■ Required work
The answer should be one number only, namely how many lines of the records hold the word "parsed".

■ Information provided
use std::{path::Path, str::FromStr, sync::Arc, time::Duration};

use anyhow::{Context, Result};
use async_trait::async_trait;
use chrono::{DateTime, SecondsFormat, Utc};
use sqlx::{
    sqlite::{SqliteConnectOptions, SqliteJournalMode, SqlitePoolOptions, SqliteRow},
    Pool, Row, Sqlite, Transaction,
};

use crate::domain::{
    repository::{TodoRepository, TodoUnitOfWork},
    todo::{NewTodo, Todo, TodoId, TodoInput},
};

const BUSY_TIMEOUT: Duration = Duration::from_secs(5);

const SELECT_COLUMNS: &str = "SELECT id, title, description, completed, created_at, updated_at FROM todos";

#[derive(Clone)]
pub struct SqliteTodoRepository {
    pool: Arc<Pool<Sqlite>>,
}

impl SqliteTodoRepository {
    pub async fn connect(database_url: &str, max_connections: u32) -> Result<Self> {
        let in_memory = is_in_memory(database_url);
        if !in_memory {
            prepare_parent_dir(database_url)?;
        }
        let mut options = SqliteConnectOptions::from_str(database_url)
            .with_context(|| format!("invalid database url `{database_url}`"))?
            .create_if_missing(true)
            .busy_timeout(BUSY_TIMEOUT);
        if !in_memory {
            options = options.journal_mode(SqliteJournalMode::Wal);
        }

        // Every connection to `sqlite::memory:` opens its own database, so the
        // pool keeps exactly one connection alive for the process lifetime.
        let pool_options = if in_memory {
            SqlitePoolOptions::new()
                .max_connections(1)
                .idle_timeout(None::<Duration>)
                .max_lifetime(None::<Duration>)
        } else {
            SqlitePoolOptions::new().max_connections(max_connections)
        };

        let pool = pool_options
            .connect_with(options)
            .await
            .with_context(|| format!("failed to connect to `{database_url}`"))?;
        Ok(Self { pool: Arc::new(pool) })
    }
}

#[async_trait]
impl TodoRepository for SqliteTodoRepository {
    async fn migrate(&self) -> Result<()> {
        sqlx::migrate!().run(&*self.pool).await?;
        Ok(())
    }

    async fn find_all(&self) -> Result<Vec<Todo>> {
        let rows = sqlx::query(&format!("{SELECT_COLUMNS} ORDER BY id"))
            .fetch_all(&*self.pool)
            .await?;
        rows.into_iter().map(row_to_todo).collect()
    }

    async fn find_by_id(&self, id: TodoId) -> Result<Option<Todo>> {
        let row = sqlx::query(&format!("{SELECT_COLUMNS} WHERE id = ?1"))
            .bind(id.0)
            .fetch_optional(&*self.pool)
            .await?;
        row.map(row_to_todo).transpose()
    }

    async fn find_by_completed(&self, completed: bool) -> Result<Vec<Todo>> {
        let rows = sqlx::query(&format!("{SELECT_COLUMNS} WHERE completed = ?1 ORDER BY id"))
            .bind(completed)
            .fetch_all(&*self.pool)
            .await?;
        rows.into_iter().map(row_to_todo).collect()
    }

    async fn begin(&self) -> Result<Box<dyn TodoUnitOfWork>> {
        let tx = self.pool.begin().await?;
        Ok(Box::new(SqliteUnitOfWork { tx }))
    }
}

struct SqliteUnitOfWork {
    tx: Transaction<'static, Sqlite>,
}

#[async_trait]
impl TodoUnitOfWork for SqliteUnitOfWork {
    async fn insert(&mut self, todo: NewTodo) -> Result<Todo> {
        let result = sqlx::query(
            "INSERT INTO todos (title, description, completed, created_at, updated_at)
             VALUES (?1, ?2, ?3, ?4, ?5)",
        )
        .bind(&todo.title)
        .bind(&todo.description)
        .bind(todo.completed)
        .bind(format_timestamp(todo.created_at))
        .bind(format_timestamp(todo.updated_at))
        .execute(&mut *self.tx)
        .await?;
        Ok(todo.with_id(TodoId(result.last_insert_rowid())))
    }

    async fn update(&mut self, id: TodoId, input: TodoInput, now: DateTime<Utc>) -> Result<Option<Todo>> {
        // must stay the first statement of the transaction
        let row = sqlx::query(
            "UPDATE todos
             SET title = ?2, description = ?3, completed = COALESCE(?4, completed), updated_at = MAX(?5, updated_at)
             WHERE id = ?1
             RETURNING id, title, description, completed, created_at, updated_at",
        )
        .bind(id.0)
        .bind(&input.title)
        .bind(&input.description)
        .bind(input.completed)
        .bind(format_timestamp(now))
        .fetch_optional(&mut *self.tx)
        .await?;
        row.map(row_to_todo).transpose()
    }

    async fn delete(&mut self, id: TodoId) -> Result<bool> {
        let result = sqlx::query("DELETE FROM todos WHERE id = ?1")
            .bind(id.0)
            .execute(&mut *self.tx)
            .await?;
        Ok(result.rows_affected() > 0)
    }

    async fn commit(self: Box<Self>) -> Result<()> {
        let SqliteUnitOfWork { tx } = *self;
        tx.commit().await?;
        Ok(())
    }
}

fn row_to_todo(row: SqliteRow) -> Result<Todo> {
    let created_at: String = row.try_get("created_at")?;
    let updated_at: String = row.try_get("updated_at")?;

    Ok(Todo {
        id: TodoId(row.try_get("id")?),
        title: row.try_get("title")?,
        description: row.try_get("description")?,
        completed: row.try_get("completed")?,
        created_at: parse_timestamp(&created_at)?,
        updated_at: parse_timestamp(&updated_at)?,
    })
}

// Fixed-width UTC text so that string order is time order in SQL.
fn format_timestamp(ts: DateTime<Utc>) -> String {
    ts.to_rfc3339_opts(SecondsFormat::Nanos, true)
}

fn parse_timestamp(raw: &str) -> Result<DateTime<Utc>> {
    let parsed = DateTime::parse_from_rfc3339(raw)
        .with_context(|| format!("malformed timestamp `{raw}` in todos table"))?;
    Ok(parsed.with_timezone(&Utc))
}

fn is_in_memory(database_url: &str) -> bool {
    database_url.starts_with("sqlite::memory:") || database_url.contains("mode=memory")
}

fn prepare_parent_dir(database_url: &str) -> Result<()> {
    let Some(rest) = database_url
        .strip_prefix("sqlite://")
        .or_else(|| database_url.strip_prefix("sqlite:"))
    else {
        return Ok(());
    };
    let path = rest.split('?').next().unwrap_or_default();
    if let Some(parent) = Path::new(path).parent() {
        if !parent.as_os_str().is_empty() {
            std::fs::create_dir_all(parent)
                .with_context(|| format!("failed to create database directory {}", parent.display()))?;
        }
    }
    Ok(())
}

■ Written response
2